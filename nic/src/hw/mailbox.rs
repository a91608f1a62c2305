//! Firmware mailbox primitive.
//!
//! A bounded-wait, fixed-size command/reply channel to on-device
//! firmware. Command encoding is the implementor's concern; this layer
//! only sees opaque byte blocks.

/// Size of one mailbox command and of its reply, in bytes.
pub const MBOX_LEN: usize = 64;

/// How the caller is willing to wait for the reply.
#[derive(Debug, Clone, Copy, PartialEq, Eq)]
pub enum MboxWait {
    /// Sleep between polls; only valid from process context.
    Sleep,
    /// Busy-poll; required from interrupt context.
    Spin,
}

/// Mailbox failures.
#[derive(Debug, Clone, Copy, PartialEq, Eq)]
pub enum MboxError {
    /// No reply within the bounded wait.
    Timeout,
    /// Firmware rejected or failed the command.
    Device,
}

/// Bounded-wait mailbox command/reply.
pub trait Mailbox {
    /// Issue one command and wait for its reply.
    ///
    /// # Contract
    /// - MUST NOT wait longer than the implementation's fixed bound
    /// - With [`MboxWait::Spin`] MUST NOT sleep
    fn command(
        &self,
        req: &[u8; MBOX_LEN],
        reply: &mut [u8; MBOX_LEN],
        wait: MboxWait,
    ) -> Result<(), MboxError>;
}
//! Firmware-agnostic identifier allocators.
//!
//! This crate provides the allocators behind device-visible identifier
//! namespaces: identifiers handed to on-device firmware must be dense,
//! stable integers, so the usual handle-only arena tricks (packing a
//! generation into the id) are not available.
//!
//! # Design Philosophy
//!
//! - **Zero dependencies**: `no_std` + `alloc`, nothing else
//! - **Dense integer ids**: the allocated index *is* the firmware id
//! - **Misuse detection**: generation-checked handles ([`Arena`]) and
//!   width-checked frees ([`RegionBitmap`]) catch double-free and
//!   use-after-free instead of silently corrupting the namespace
//! - **O(1) or short-scan operations**: safe to call under a short-held
//!   lock from interrupt context
//!
//! # Allocators
//!
//! 1. [`Arena`]: free-list arena with per-slot generations. One slot per
//!    id, pop/push in O(1).
//! 2. [`RegionBitmap`]: bitmap supporting 1-bit and 2-bit reservation
//!    widths in one shared namespace.

#![no_std]

extern crate alloc;

use alloc::vec::Vec;
use core::fmt;

/// Sentinel index terminating the arena free list.
const NO_SLOT: u32 = u32::MAX;

/// Bits per bitmap word.
const WORD_BITS: usize = 64;

// ============================================================================
// Error types
// ============================================================================

/// Identifier pool errors.
#[derive(Debug, Clone, Copy, PartialEq, Eq)]
pub enum PoolError {
    /// Index is outside the namespace.
    OutOfRange,
    /// Handle generation does not match the slot (use-after-free).
    StaleHandle,
    /// Slot is not currently allocated (double-free).
    NotAllocated,
    /// Free width does not match the allocation width.
    WidthMismatch,
}

impl fmt::Display for PoolError {
    fn fmt(&self, f: &mut fmt::Formatter<'_>) -> fmt::Result {
        match self {
            Self::OutOfRange => write!(f, "identifier out of range"),
            Self::StaleHandle => write!(f, "stale handle"),
            Self::NotAllocated => write!(f, "identifier not allocated"),
            Self::WidthMismatch => write!(f, "reservation width mismatch"),
        }
    }
}

/// Result type for pool operations.
pub type Result<T> = core::result::Result<T, PoolError>;

// ============================================================================
// Generation-counted arena
// ============================================================================

/// Handle to an allocated arena slot.
///
/// The `index` is the dense, firmware-visible identifier; the generation
/// only exists host-side to catch stale frees.
#[derive(Debug, Clone, Copy, PartialEq, Eq)]
pub struct Handle {
    index: u32,
    generation: u32,
}

impl Handle {
    /// The dense identifier this handle names.
    #[inline]
    pub const fn index(&self) -> u32 {
        self.index
    }
}

struct Slot<T> {
    value: Option<T>,
    /// Bumped on every free; a handle is valid only while generations match.
    generation: u32,
    /// Next slot in the free list, `NO_SLOT` at the tail.
    next_free: u32,
}

/// Fixed-capacity arena with an intrusive free list and per-slot generations.
///
/// Allocation pops the free-list head, free pushes it back; both are O(1)
/// and never allocate, so they are safe under a short-held lock.
pub struct Arena<T> {
    slots: Vec<Slot<T>>,
    free_head: u32,
    in_use: usize,
}

impl<T> Arena<T> {
    /// Create an arena with `capacity` slots, all free.
    ///
    /// Slots are threaded onto the free list in ascending index order, so
    /// the first allocation returns id 0.
    pub fn new(capacity: usize) -> Self {
        assert!(capacity < NO_SLOT as usize, "capacity exceeds index space");
        let mut slots = Vec::with_capacity(capacity);
        for i in 0..capacity {
            let next = if i + 1 < capacity { (i + 1) as u32 } else { NO_SLOT };
            slots.push(Slot { value: None, generation: 0, next_free: next });
        }
        Self {
            slots,
            free_head: if capacity > 0 { 0 } else { NO_SLOT },
            in_use: 0,
        }
    }

    /// Allocate a slot and store `value` in it.
    ///
    /// Returns `None` when the namespace is exhausted.
    pub fn alloc(&mut self, value: T) -> Option<Handle> {
        if self.free_head == NO_SLOT {
            return None;
        }
        let index = self.free_head;
        let slot = &mut self.slots[index as usize];
        debug_assert!(slot.value.is_none(), "free-list slot must be empty");
        self.free_head = slot.next_free;
        slot.value = Some(value);
        slot.next_free = NO_SLOT;
        self.in_use += 1;
        Some(Handle { index, generation: slot.generation })
    }

    /// Release a slot, returning the stored value.
    ///
    /// Rejects stale handles (generation mismatch) and slots that are not
    /// currently allocated.
    pub fn free(&mut self, handle: Handle) -> Result<T> {
        let slot = self
            .slots
            .get_mut(handle.index as usize)
            .ok_or(PoolError::OutOfRange)?;
        if slot.generation != handle.generation {
            return Err(PoolError::StaleHandle);
        }
        let value = slot.value.take().ok_or(PoolError::NotAllocated)?;
        slot.generation = slot.generation.wrapping_add(1);
        slot.next_free = self.free_head;
        self.free_head = handle.index;
        self.in_use -= 1;
        Ok(value)
    }

    /// Get the value behind a handle, if it is still live.
    pub fn get(&self, handle: Handle) -> Option<&T> {
        let slot = self.slots.get(handle.index as usize)?;
        if slot.generation != handle.generation {
            return None;
        }
        slot.value.as_ref()
    }

    /// Look up by raw index, ignoring generations.
    ///
    /// For diagnostics only; prefer [`Arena::get`].
    pub fn get_by_index(&self, index: u32) -> Option<&T> {
        self.slots.get(index as usize)?.value.as_ref()
    }

    /// Number of allocated slots.
    #[inline]
    pub fn in_use(&self) -> usize {
        self.in_use
    }

    /// Total number of slots.
    #[inline]
    pub fn capacity(&self) -> usize {
        self.slots.len()
    }

    /// Length of the free list (walks it; test/debug aid).
    pub fn free_list_len(&self) -> usize {
        let mut n = 0;
        let mut cur = self.free_head;
        while cur != NO_SLOT {
            n += 1;
            cur = self.slots[cur as usize].next_free;
        }
        n
    }
}

// ============================================================================
// Region bitmap
// ============================================================================

/// Reservation width for [`RegionBitmap`] allocations.
#[derive(Debug, Clone, Copy, PartialEq, Eq)]
pub enum RegionWidth {
    /// One bit per identifier.
    One,
    /// Two consecutive bits, base aligned to an even index.
    Two,
}

impl RegionWidth {
    #[inline]
    const fn bits(self) -> usize {
        match self {
            Self::One => 1,
            Self::Two => 2,
        }
    }
}

/// Bitmap allocator with per-allocation reservation widths.
///
/// Two id families share one namespace: one reserves single bits, the
/// other reserves aligned pairs. Each allocation's width is recorded so a
/// free with the wrong width (or of an unallocated id) is rejected.
pub struct RegionBitmap {
    used: Vec<u64>,
    /// Set on the base bit of every 2-bit allocation.
    wide: Vec<u64>,
    bits: usize,
    bits_in_use: usize,
}

impl RegionBitmap {
    /// Create a bitmap covering `bits` identifiers, all free.
    pub fn new(bits: usize) -> Self {
        let words = (bits + WORD_BITS - 1) / WORD_BITS;
        Self {
            used: {
                let mut v = Vec::new();
                v.resize(words, 0);
                v
            },
            wide: {
                let mut v = Vec::new();
                v.resize(words, 0);
                v
            },
            bits,
            bits_in_use: 0,
        }
    }

    #[inline]
    fn test(&self, bit: usize) -> bool {
        self.used[bit / WORD_BITS] & (1u64 << (bit % WORD_BITS)) != 0
    }

    #[inline]
    fn set(&mut self, bit: usize) {
        self.used[bit / WORD_BITS] |= 1u64 << (bit % WORD_BITS);
    }

    #[inline]
    fn clear(&mut self, bit: usize) {
        self.used[bit / WORD_BITS] &= !(1u64 << (bit % WORD_BITS));
    }

    /// Allocate a region of the given width, returning its base id.
    ///
    /// 1-bit allocations take the first zero bit; 2-bit allocations take
    /// the first free even-aligned pair. Returns `None` when no region of
    /// the requested width is free.
    pub fn alloc(&mut self, width: RegionWidth) -> Option<usize> {
        match width {
            RegionWidth::One => {
                let base = (0..self.bits).find(|&b| !self.test(b))?;
                self.set(base);
                self.bits_in_use += 1;
                Some(base)
            }
            RegionWidth::Two => {
                let base = (0..self.bits.saturating_sub(1))
                    .step_by(2)
                    .find(|&b| !self.test(b) && !self.test(b + 1))?;
                self.set(base);
                self.set(base + 1);
                self.wide[base / WORD_BITS] |= 1u64 << (base % WORD_BITS);
                self.bits_in_use += 2;
                Some(base)
            }
        }
    }

    /// Free the region at `base`, which must have been allocated with the
    /// same `width`.
    pub fn free(&mut self, base: usize, width: RegionWidth) -> Result<()> {
        if base + width.bits() > self.bits {
            return Err(PoolError::OutOfRange);
        }
        let is_wide = self.wide[base / WORD_BITS] & (1u64 << (base % WORD_BITS)) != 0;
        match width {
            RegionWidth::One => {
                if !self.test(base) {
                    return Err(PoolError::NotAllocated);
                }
                if is_wide {
                    return Err(PoolError::WidthMismatch);
                }
                // 2-bit regions are even-aligned, so an odd bit whose
                // predecessor carries the wide marker is the interior
                // half of a live pair.
                if base % 2 == 1
                    && self.wide[(base - 1) / WORD_BITS] & (1u64 << ((base - 1) % WORD_BITS)) != 0
                {
                    return Err(PoolError::WidthMismatch);
                }
                self.clear(base);
                self.bits_in_use -= 1;
            }
            RegionWidth::Two => {
                if !self.test(base) || !self.test(base + 1) {
                    return Err(PoolError::NotAllocated);
                }
                if !is_wide {
                    return Err(PoolError::WidthMismatch);
                }
                self.clear(base);
                self.clear(base + 1);
                self.wide[base / WORD_BITS] &= !(1u64 << (base % WORD_BITS));
                self.bits_in_use -= 2;
            }
        }
        Ok(())
    }

    /// Whether id `bit` is currently reserved (by either family).
    pub fn is_used(&self, bit: usize) -> bool {
        bit < self.bits && self.test(bit)
    }

    /// Number of reserved bits.
    #[inline]
    pub fn bits_in_use(&self) -> usize {
        self.bits_in_use
    }

    /// Namespace size in bits.
    #[inline]
    pub fn len(&self) -> usize {
        self.bits
    }

    /// Whether the namespace is empty (zero-sized).
    #[inline]
    pub fn is_empty(&self) -> bool {
        self.bits == 0
    }
}

// ============================================================================
// Tests
// ============================================================================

┄┄┄┄┄┄

▶ [THE TASK] Look above for the line with "for the reply." and the line with "MUST NOT sleep". Write out those two lines and all the lines between them, exactly, and no others.

▶ [EXERCISE RESPONSE]
/// How the caller is willing to wait for the reply.
#[derive(Debug, Clone, Copy, PartialEq, Eq)]
pub enum MboxWait {
    /// Sleep between polls; only valid from process context.
    Sleep,
    /// Busy-poll; required from interrupt context.
    Spin,
}

/// Mailbox failures.
#[derive(Debug, Clone, Copy, PartialEq, Eq)]
pub enum MboxError {
    /// No reply within the bounded wait.
    Timeout,
    /// Firmware rejected or failed the command.
    Device,
}

/// Bounded-wait mailbox command/reply.
pub trait Mailbox {
    /// Issue one command and wait for its reply.
    ///
    /// # Contract
    /// - MUST NOT wait longer than the implementation's fixed bound
    /// - With [`MboxWait::Spin`] MUST NOT sleep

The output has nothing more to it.